Still, the Court maintains, cell-site records are “unique” because they are “comprehensive” in their reach; allow for retrospective collection; are “easy, cheap, and efficient compared to traditional investigative tools”; and are not exposed to cell phone service providers in a meaningfully voluntary manner. Ante, at 11–13, 17, 22. But many other kinds of business records can be so described. Financial records are of vast scope. Banks and credit card companies keep a comprehensive account of almost every transaction an individual makes on a daily basis. “With just the click of a button, the Government can access each [company’s] deep repository of historical [financial] information at practically no expense.” Ante, at 12–13. And the decision whether to transact with banks and credit card companies is no more or less voluntary than the decision whether to use a cell phone. Today, just as when Miller was decided, “ ‘it is impossible to participate in the economic life of contemporary society without maintaining a bank account.’ ” 425 U. S., at 451 (Brennan, J., dissenting). But this Court, nevertheless, has held that individ- uals do not have a reasonable expectation of privacy in financial records.

Perhaps recognizing the difficulty of drawing the constitutional line between cell-site records and financial and telephonic records, the Court posits that the accuracy of cell-site records “is rapidly approaching GPS-level precision.” Ante, at 14. That is certainly plausible in the era of cyber technology, yet the privacy interests associated with location information, which is often disclosed to the public at large, still would not outweigh the privacy interests implicated by financial and telephonic records.

Perhaps more important, those future developments are no basis upon which to resolve this case. In general, the Court “risks error by elaborating too fully on the Fourth Amendment implications of emerging technology before its role in society has become clear.” Ontario v. Quon, 560 U. S. 746, 759 (2010). That judicial caution, prudent in most cases, is imperative in this one.
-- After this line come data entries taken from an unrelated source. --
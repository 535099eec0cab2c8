//! Match detection: maximal runs, line matches, and bonus-tile proposals.

use std::collections::HashSet;

use crate::board::{BOARD_SIZE, Board, BonusKind, Symbol};

/// Scan direction for runs and line matches.
#[derive(Debug, Clone, Copy, PartialEq, Eq)]
pub enum Axis {
    Row,
    Column,
}

/// A run of exactly 4: resolving it clears the whole row/column, not just
/// the matched cells.
#[derive(Debug, Clone, Copy, PartialEq, Eq)]
pub struct LineMatch {
    pub axis: Axis,
    pub index: usize,
    pub symbol: Symbol,
}

/// Request to seed a bonus tile during refill.
#[derive(Debug, Clone, Copy, PartialEq, Eq)]
pub struct BonusSpawn {
    pub x: usize,
    pub y: usize,
    pub kind: BonusKind,
    pub symbol: Symbol,
}

/// Maximal contiguous same-symbol sequence along one line.
#[derive(Debug, Clone, Copy)]
struct Run {
    axis: Axis,
    index: usize,
    start: usize,
    len: usize,
    symbol: Symbol,
}

impl Run {
    fn cells(&self) -> impl Iterator<Item = (usize, usize)> + '_ {
        (self.start..self.start + self.len).map(move |i| match self.axis {
            Axis::Row => (i, self.index),
            Axis::Column => (self.index, i),
        })
    }
}

/// Result of scanning a settled board.
#[derive(Debug, Clone, Default)]
pub struct MatchScan {
    /// Union of all run-length-≥3 memberships.
    pub cells: HashSet<(usize, usize)>,
    pub line_matches: Vec<LineMatch>,
    /// De-duplicated by coordinate; at most one spawn per cell.
    pub bonus_spawns: Vec<BonusSpawn>,
}

impl MatchScan {
    pub fn is_empty(&self) -> bool {
        self.cells.is_empty()
    }

    /// Matched cells plus every cell of each line match's full row/column.
    pub fn removal_set(&self) -> HashSet<(usize, usize)> {
        let mut set = self.cells.clone();
        for lm in &self.line_matches {
            for i in 0..BOARD_SIZE {
                match lm.axis {
                    Axis::Row => set.insert((i, lm.index)),
                    Axis::Column => set.insert((lm.index, i)),
                };
            }
        }
        set
    }
}

fn symbol_along(board: &Board, axis: Axis, index: usize, i: usize) -> Option<Symbol> {
    match axis {
        Axis::Row => board.symbol_at(i, index),
        Axis::Column => board.symbol_at(index, i),
    }
}

/// All maximal runs of length ≥ `min_len` along one axis. Empty cells break
/// runs (the detector only runs on settled boards; this keeps it total).
fn maximal_runs(board: &Board, axis: Axis, min_len: usize) -> Vec<Run> {
    let mut runs = Vec::new();
    for index in 0..BOARD_SIZE {
        let mut start = 0;
        let mut current: Option<Symbol> = symbol_along(board, axis, index, 0);
        for i in 1..=BOARD_SIZE {
            let next = if i < BOARD_SIZE {
                symbol_along(board, axis, index, i)
            } else {
                None
            };
            if next != current || current.is_none() {
                if let Some(symbol) = current {
                    let len = i - start;
                    if len >= min_len {
                        runs.push(Run {
                            axis,
                            index,
                            start,
                            len,
                            symbol,
                        });
                    }
                }
                start = i;
                current = next;
            }
        }
    }
    runs
}

/// Length of the contiguous same-symbol stretch through `(x, y)` along the
/// given axis (the cell itself included).
fn contiguous_len_through(board: &Board, axis: Axis, x: usize, y: usize) -> usize {
    let Some(symbol) = board.symbol_at(x, y) else {
        return 0;
    };
    let (index, pos) = match axis {
        Axis::Row => (y, x),
        Axis::Column => (x, y),
    };
    let mut len = 1;
    let mut i = pos;
    while i > 0 && symbol_along(board, axis, index, i - 1) == Some(symbol) {
        len += 1;
        i -= 1;
    }
    let mut i = pos;
    while i + 1 < BOARD_SIZE && symbol_along(board, axis, index, i + 1) == Some(symbol) {
        len += 1;
        i += 1;
    }
    len
}

/// True if any row or column holds a run of 3+. Used by board generation
/// (rejection sampling) and by the stability property.
pub fn has_any_run3(board: &Board) -> bool {
    !maximal_runs(board, Axis::Row, 3).is_empty()
        || !maximal_runs(board, Axis::Column, 3).is_empty()
}

/// Full scan of a settled board.
///
/// Runs of 3+ mark their cells; a run of exactly 4 records a line match;
/// a run of 5+ records one run-centered superBomb spawn. Runs of exactly 3
/// on one axis whose cells also sit on a perpendicular run of 3+ record a
/// bomb spawn at the shared cell — scanned from both axes, so an L/T shape
/// anchored either way is caught. Overlapping proposals for the same cell
/// collapse to the first one recorded (superBomb before bomb).
pub fn find_matches(board: &Board) -> MatchScan {
    let mut scan = MatchScan::default();
    let runs: Vec<Run> = maximal_runs(board, Axis::Row, 3)
        .into_iter()
        .chain(maximal_runs(board, Axis::Column, 3))
        .collect();

    for run in &runs {
        scan.cells.extend(run.cells());
        if run.len == 4 {
            scan.line_matches.push(LineMatch {
                axis: run.axis,
                index: run.index,
                symbol: run.symbol,
            });
        }
        if run.len >= 5 {
            let center = run.start + run.len / 2;
            let (x, y) = match run.axis {
                Axis::Row => (center, run.index),
                Axis::Column => (run.index, center),
            };
            scan.bonus_spawns.push(BonusSpawn {
                x,
                y,
                kind: BonusKind::SuperBomb,
                symbol: run.symbol,
            });
        }
    }

    for run in runs.iter().filter(|r| r.len == 3) {
        let cross = match run.axis {
            Axis::Row => Axis::Column,
            Axis::Column => Axis::Row,
        };
        for (x, y) in run.cells() {
            if contiguous_len_through(board, cross, x, y) >= 3 {
                scan.bonus_spawns.push(BonusSpawn {
                    x,
                    y,
                    kind: BonusKind::Bomb,
                    symbol: run.symbol,
                });
            }
        }
    }

    dedup_by_coordinate(&mut scan.bonus_spawns);
    scan
}

fn dedup_by_coordinate(spawns: &mut Vec<BonusSpawn>) {
    let mut seen = HashSet::new();
    spawns.retain(|s| seen.insert((s.x, s.y)));
}

#[cfg(test)]
mod tests {
    use super::*;
    use crate::board::Tile;

    /// Build a board from `grid[y][x]` symbol indices.
    fn board_from(grid: [[u8; BOARD_SIZE]; BOARD_SIZE]) -> Board {
        let mut board = Board::empty();
        let mut id = 0;
        for (y, row) in grid.iter().enumerate() {
            for (x, &s) in row.iter().enumerate() {
                board.set(x, y, Some(Tile::new(id, Symbol(s))));
                id += 1;
            }
        }
        board
    }

    /// Latin-square base: no run of 2+ anywhere.
    fn latin() -> [[u8; BOARD_SIZE]; BOARD_SIZE] {
        let mut grid = [[0u8; BOARD_SIZE]; BOARD_SIZE];
        for (y, row) in grid.iter_mut().enumerate() {
            for (x, cell) in row.iter_mut().enumerate() {
                *cell = ((x + y) % BOARD_SIZE) as u8;
            }
        }
        grid
    }

    #[test]
    fn latin_board_has_no_runs() {
        assert!(!has_any_run3(&board_from(latin())));
        assert!(find_matches(&board_from(latin())).is_empty());
    }

    #[test]
    fn run_of_three_marks_exactly_those_cells() {
        let mut grid = latin();
        // Row 2 becomes [2,3,3,3,0,1]: run of exactly 3 at x=1..=3.
        grid[2][2] = 3;
        grid[2][3] = 3;
        let scan = find_matches(&board_from(grid));
        let expected: HashSet<_> = [(1, 2), (2, 2), (3, 2)].into_iter().collect();
        assert_eq!(scan.cells, expected);
        assert!(scan.line_matches.is_empty());
        assert!(scan.bonus_spawns.is_empty());
    }

    #[test]
    fn run_of_four_records_line_match() {
        let mut grid = latin();
        // Row 2 becomes [2,3,3,3,3,1]: run of exactly 4 at x=1..=4.
        grid[2][2] = 3;
        grid[2][3] = 3;
        grid[2][4] = 3;
        let scan = find_matches(&board_from(grid));
        assert_eq!(scan.cells.len(), 4);
        assert_eq!(
            scan.line_matches,
            vec![LineMatch {
                axis: Axis::Row,
                index: 2,
                symbol: Symbol(3)
            }]
        );
        assert!(scan.bonus_spawns.is_empty());
        // The resolved effect clears the whole row, not just the run.
        assert_eq!(scan.removal_set().len(), BOARD_SIZE);
    }

    #[test]
    fn run_of_five_records_single_super_bomb() {
        let mut grid = latin();
        // Row 2 becomes [2,3,3,3,3,3]: run of 5 at x=1..=5.
        for x in 2..=5 {
            grid[2][x] = 3;
        }
        let scan = find_matches(&board_from(grid));
        assert_eq!(scan.cells.len(), 5);
        assert!(scan.line_matches.is_empty());
        assert_eq!(
            scan.bonus_spawns,
            vec![BonusSpawn {
                x: 3,
                y: 2,
                kind: BonusKind::SuperBomb,
                symbol: Symbol(3)
            }]
        );
    }

    #[test]
    fn l_shape_records_one_bomb_at_shared_cell() {
        let mut grid = latin();
        // Vertical run col 2 y=0..=2 and horizontal run row 2 x=0..=2,
        // sharing the corner (2, 2). Both scans propose the corner; the
        // duplicates collapse to one.
        grid[0][2] = 0;
        grid[1][2] = 0;
        grid[2][2] = 0;
        grid[2][0] = 0;
        grid[2][1] = 0;
        let scan = find_matches(&board_from(grid));
        let expected: HashSet<_> = [(2, 0), (2, 1), (2, 2), (0, 2), (1, 2)]
            .into_iter()
            .collect();
        assert_eq!(scan.cells, expected);
        assert!(scan.line_matches.is_empty());
        assert_eq!(
            scan.bonus_spawns,
            vec![BonusSpawn {
                x: 2,
                y: 2,
                kind: BonusKind::Bomb,
                symbol: Symbol(0)
            }]
        );
    }

    #[test]
    fn has_any_run3_detects_vertical() {
        let mut grid = latin();
        grid[1][4] = 5;
        grid[2][4] = 5;
        grid[3][4] = 5;
        assert!(has_any_run3(&board_from(grid)));
    }
}
//! Board model: tiles, the 6×6 grid, and the tile factory / randomizer.

use crate::matcher;

/// Board edge length. The whole game is balanced around 6×6 with 6 symbols.
pub const BOARD_SIZE: usize = 6;

/// Number of symbols in every level palette.
pub const SYMBOL_COUNT: u8 = 6;

/// Rejection-sampling retry cap for board generation. A random 6-symbol 6×6
/// board is run-free within a handful of attempts; exhausting this many means
/// the generator or detector is broken.
const GENERATION_RETRY_CAP: u32 = 1_000;

/// Palette symbol index (0..6). Display name and colour come from the level
/// palette and theme; the engine only compares indices.
#[derive(Debug, Clone, Copy, PartialEq, Eq, Hash)]
pub struct Symbol(pub u8);

/// Special destruction behaviour carried by a tile.
#[derive(Debug, Clone, Copy, PartialEq, Eq)]
pub enum BonusKind {
    /// Detonates a 3×3 neighbourhood around itself.
    Bomb,
    /// Clears every tile sharing the symbol of the tile it was swapped with.
    SuperBomb,
}

/// One tile on the board. Position is owned by the board; the tile only
/// carries identity and gameplay attributes.
#[derive(Debug, Clone, Copy, PartialEq, Eq)]
pub struct Tile {
    pub id: u32,
    pub symbol: Symbol,
    pub bonus: Option<BonusKind>,
    pub matched: bool,
    /// Rows fallen in the last compaction/refill. Animation timing only.
    pub fall_distance: u8,
}

impl Tile {
    pub fn new(id: u32, symbol: Symbol) -> Self {
        Self {
            id,
            symbol,
            bonus: None,
            matched: false,
            fall_distance: 0,
        }
    }
}

/// 6×6 grid of cells. A cell is `None` only transiently between the Removing
/// and Refilling phases of a cascade; every settled board is fully populated.
/// Stored column-major so per-column compaction walks contiguous cells.
#[derive(Debug, Clone)]
pub struct Board {
    cells: Vec<Option<Tile>>,
}

impl Board {
    pub fn empty() -> Self {
        Self {
            cells: vec![None; BOARD_SIZE * BOARD_SIZE],
        }
    }

    #[inline]
    fn idx(x: usize, y: usize) -> usize {
        x * BOARD_SIZE + y
    }

    /// Callers pass validated coordinates; out-of-range is a programmer error.
    #[inline]
    pub fn get(&self, x: usize, y: usize) -> Option<&Tile> {
        self.cells[Self::idx(x, y)].as_ref()
    }

    #[inline]
    pub fn get_mut(&mut self, x: usize, y: usize) -> Option<&mut Tile> {
        self.cells[Self::idx(x, y)].as_mut()
    }

    #[inline]
    pub fn set(&mut self, x: usize, y: usize, tile: Option<Tile>) {
        self.cells[Self::idx(x, y)] = tile;
    }

    #[inline]
    pub fn take(&mut self, x: usize, y: usize) -> Option<Tile> {
        self.cells[Self::idx(x, y)].take()
    }

    /// Pure cell exchange, no validation.
    pub fn swap(&mut self, a: (usize, usize), b: (usize, usize)) {
        let ia = Self::idx(a.0, a.1);
        let ib = Self::idx(b.0, b.1);
        self.cells.swap(ia, ib);
    }

    pub fn symbol_at(&self, x: usize, y: usize) -> Option<Symbol> {
        self.get(x, y).map(|t| t.symbol)
    }

    /// Visit every cell as `(x, y, tile)`.
    pub fn for_each_cell<F: FnMut(usize, usize, Option<&Tile>)>(&self, mut f: F) {
        for x in 0..BOARD_SIZE {
            for y in 0..BOARD_SIZE {
                f(x, y, self.get(x, y));
            }
        }
    }

    /// Coordinates of every tile carrying a bonus kind.
    pub fn bonus_positions(&self) -> Vec<(usize, usize, Symbol, BonusKind)> {
        let mut out = Vec::new();
        self.for_each_cell(|x, y, tile| {
            if let Some(t) = tile {
                if let Some(kind) = t.bonus {
                    out.push((x, y, t.symbol, kind));
                }
            }
        });
        out
    }

    /// True if every cell holds a tile (settled state).
    pub fn is_full(&self) -> bool {
        self.cells.iter().all(Option::is_some)
    }
}

/// Seedable xorshift64 PRNG. Deterministic so boards are reproducible under
/// a `--seed` and in tests.
#[derive(Debug, Clone)]
pub struct Rng {
    state: u64,
}

impl Rng {
    pub fn new(seed: u64) -> Self {
        Self {
            state: if seed == 0 { 1 } else { seed },
        }
    }

    fn next_u64(&mut self) -> u64 {
        let mut x = self.state;
        x ^= x << 13;
        x ^= x >> 7;
        x ^= x << 17;
        self.state = x;
        x
    }

    /// Random number in `[0, upper_bound)`.
    pub fn next_int(&mut self, upper_bound: u32) -> u32 {
        (self.next_u64() % u64::from(upper_bound)) as u32
    }
}

/// Produces tiles with uniformly random symbols and fresh ids.
#[derive(Debug, Clone)]
pub struct TileFactory {
    rng: Rng,
    next_id: u32,
}

impl TileFactory {
    pub fn new(seed: u64) -> Self {
        Self {
            rng: Rng::new(seed),
            next_id: 0,
        }
    }

    fn fresh_id(&mut self) -> u32 {
        let id = self.next_id;
        self.next_id = self.next_id.wrapping_add(1);
        id
    }

    /// Uniformly random tile from the 6-symbol palette.
    pub fn random_tile(&mut self) -> Tile {
        let symbol = Symbol(self.rng.next_int(u32::from(SYMBOL_COUNT)) as u8);
        Tile::new(self.fresh_id(), symbol)
    }

    /// Tile seeded with a specific symbol and bonus kind (special-piece refill).
    pub fn bonus_tile(&mut self, symbol: Symbol, kind: BonusKind) -> Tile {
        let mut tile = Tile::new(self.fresh_id(), symbol);
        tile.bonus = Some(kind);
        tile
    }

    /// Full board via rejection sampling: regenerate until no run of 3+
    /// exists anywhere. `keep_bonuses` re-seeds surviving bonus tiles at
    /// their coordinates before the run check (shuffle booster contract).
    ///
    /// Panics when the retry cap is exhausted — with 6 symbols on a 6×6 grid
    /// that means the generator or detector is broken, not bad luck.
    pub fn build_board(&mut self, keep_bonuses: &[(usize, usize, Symbol, BonusKind)]) -> Board {
        for _ in 0..GENERATION_RETRY_CAP {
            let mut board = Board::empty();
            for x in 0..BOARD_SIZE {
                for y in 0..BOARD_SIZE {
                    board.set(x, y, Some(self.random_tile()));
                }
            }
            for &(x, y, symbol, kind) in keep_bonuses {
                board.set(x, y, Some(self.bonus_tile(symbol, kind)));
            }
            if !matcher::has_any_run3(&board) {
                return board;
            }
        }
        panic!("board generation failed to produce a run-free board in {GENERATION_RETRY_CAP} attempts");
    }
}

#[cfg(test)]
mod tests {
    use super::*;

    #[test]
    fn rng_deterministic() {
        let mut a = Rng::new(42);
        let mut b = Rng::new(42);
        for _ in 0..100 {
            assert_eq!(a.next_int(6), b.next_int(6));
        }
    }

    #[test]
    fn generated_boards_are_run_free() {
        for seed in 1..=20u64 {
            let mut factory = TileFactory::new(seed);
            let board = factory.build_board(&[]);
            assert!(board.is_full());
            assert!(!matcher::has_any_run3(&board), "seed {seed} produced a run");
        }
    }

    #[test]
    fn swap_exchanges_cells() {
        let mut factory = TileFactory::new(7);
        let mut board = factory.build_board(&[]);
        let a = *board.get(0, 0).unwrap();
        let b = *board.get(1, 0).unwrap();
        board.swap((0, 0), (1, 0));
        assert_eq!(board.get(0, 0).unwrap().id, b.id);
        assert_eq!(board.get(1, 0).unwrap().id, a.id);
    }

    #[test]
    fn build_board_reseeds_bonuses() {
        let mut factory = TileFactory::new(3);
        let keep = [(2, 4, Symbol(1), BonusKind::Bomb)];
        let board = factory.build_board(&keep);
        let tile = board.get(2, 4).unwrap();
        assert_eq!(tile.symbol, Symbol(1));
        assert_eq!(tile.bonus, Some(BonusKind::Bomb));
    }

    #[test]
    fn random_symbols_roughly_uniform() {
        // Statistical uniformity: over many draws every symbol should land
        // near 1/6 of the total. Loose bounds keep this robust to the seed.
        let mut factory = TileFactory::new(99);
        let mut counts = [0u32; SYMBOL_COUNT as usize];
        let draws = 60_000;
        for _ in 0..draws {
            counts[factory.random_tile().symbol.0 as usize] += 1;
        }
        let expected = draws / u32::from(SYMBOL_COUNT);
        for (i, &c) in counts.iter().enumerate() {
            assert!(
                c > expected * 9 / 10 && c < expected * 11 / 10,
                "symbol {i} count {c} far from expected {expected}"
            );
        }
    }
}
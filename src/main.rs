//! Glowmatch — match-three puzzle in the terminal.

mod app;
mod board;
mod game;
mod input;
mod matcher;
mod progress;
mod theme;
mod ui;

use anyhow::Result;
use app::App;
use clap::{Parser, ValueEnum};

/// Options derived from CLI that affect game behaviour.
#[derive(Debug, Clone)]
pub struct GameConfig {
    pub time_limit: u32,
    pub initial_level: u32,
    pub no_animation: bool,
    pub no_menu: bool,
    pub seed: u64,
}

fn main() -> Result<()> {
    let args = Args::parse();
    let theme = theme::Theme::load(args.theme.as_deref(), args.palette).unwrap_or_default();
    let seed = args.seed.unwrap_or_else(|| {
        std::time::SystemTime::now()
            .duration_since(std::time::UNIX_EPOCH)
            .map_or(1, |d| d.as_nanos() as u64)
    });
    let config = GameConfig {
        time_limit: args.time_limit,
        initial_level: args.level,
        no_animation: args.no_animation,
        no_menu: args.no_menu,
        seed,
    };
    let mut app = App::new(config, theme);
    app.run()?;
    Ok(())
}

/// Match-three puzzle game in the terminal.
#[derive(Debug, Parser)]
#[command(
    name = "glowmatch",
    version,
    about = "Match-three puzzle in the terminal. Swap adjacent tiles to line up 3+, chain cascades, beat the clock.",
    long_about = "Glowmatch is a terminal match-three puzzle game.\n\n\
        Swap adjacent tiles to line up 3 or more of a symbol. A run of 4 clears its whole \
        row or column; a run of 5 leaves a super bomb; an L or T shape leaves a bomb. \
        Chain cascades to build the combo multiplier and beat each level's score goal \
        before time runs out.\n\n\
        CONTROLS (normal):\n  Arrows       Move cursor   Shift+Arrows  Swap\n  Enter/Space  Select/Swap   1/2/3         Shuffle/Bomb/+Time\n  P            Pause         Q / Esc       Quit\n\n\
        CONTROLS (vim):\n  h/j/k/l      Move cursor   H/J/K/L       Swap\n\n\
        Use --theme to load a btop-style theme (e.g. onedark.theme)."
)]
pub struct Args {
    /// Starting level (clamped to the highest unlocked level).
    #[arg(short, long, default_value = "1", value_name = "N")]
    pub level: u32,

    /// Round length in seconds (the extra-time booster extends it).
    #[arg(long, default_value = "60", value_name = "SECS")]
    pub time_limit: u32,

    /// Path to theme file (btop-style theme[key]=\"value\"). Uses One Dark if not set.
    #[arg(short, long, value_name = "FILE")]
    pub theme: Option<std::path::PathBuf>,

    /// Colour palette: normal (theme), high-contrast, or colorblind.
    #[arg(long, default_value = "normal")]
    pub palette: Palette,

    /// Disable cascade animation (matches resolve instantly).
    #[arg(long)]
    pub no_animation: bool,

    /// Skip the level-select menu and start playing immediately.
    #[arg(long)]
    pub no_menu: bool,

    /// Board RNG seed (reproducible boards). Random when not set.
    #[arg(long, value_name = "N")]
    pub seed: Option<u64>,
}

#[derive(Debug, Clone, Copy, PartialEq, Eq, Default, ValueEnum)]
pub enum Palette {
    #[default]
    Normal,

    #[value(alias = "highcontrast", alias = "contrast")]
    HighContrast,

    #[value(alias = "colourblind")]
    Colorblind,
}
Technological changes involving cell phones have complex effects on crime and law enforcement. Cell phones make crimes easier to coordinate and conceal, while also providing the Government with new investigative tools that may have the potential to upset traditional privacy expectations. See Kerr, An Equilibrium-Adjustment Theory of the Fourth Amendment, 125 Harv. L. Rev 476, 512–517 (2011). How those competing effects balance against each other, and how property norms and expectations of privacy form around new technology, often will be difficult to determine during periods of rapid technological change. In those instances, and where the governing legal standard is one of reasonableness, it is wise to defer to legislative judgments like the one embodied in §2703(d) of the Stored Communications Act. See Jones, 565 U. S., at 430 (Alito, J., concurring). In §2703(d) Congress weighed the privacy interests at stake and imposed a judicial check to prevent executive overreach. The Court should be wary of upsetting that legislative balance and erecting constitutional barriers that foreclose further legislative instructions. See Quon, supra, at 759. The last thing the Court should do is incorporate an arbitrary and outside limit—in this case six days’ worth of cell-site records—and use it as the foundation for a new constitutional framework. The Court’s decision runs roughshod over the mechanism Congress put in place to govern the acquisition of cell-site records and closes off further legislative debate on these issues.

C

The Court says its decision is a “narrow one.” Ante, at 17. But its reinterpretation of Miller and Smith will have dramatic consequences for law enforcement, courts, and society as a whole.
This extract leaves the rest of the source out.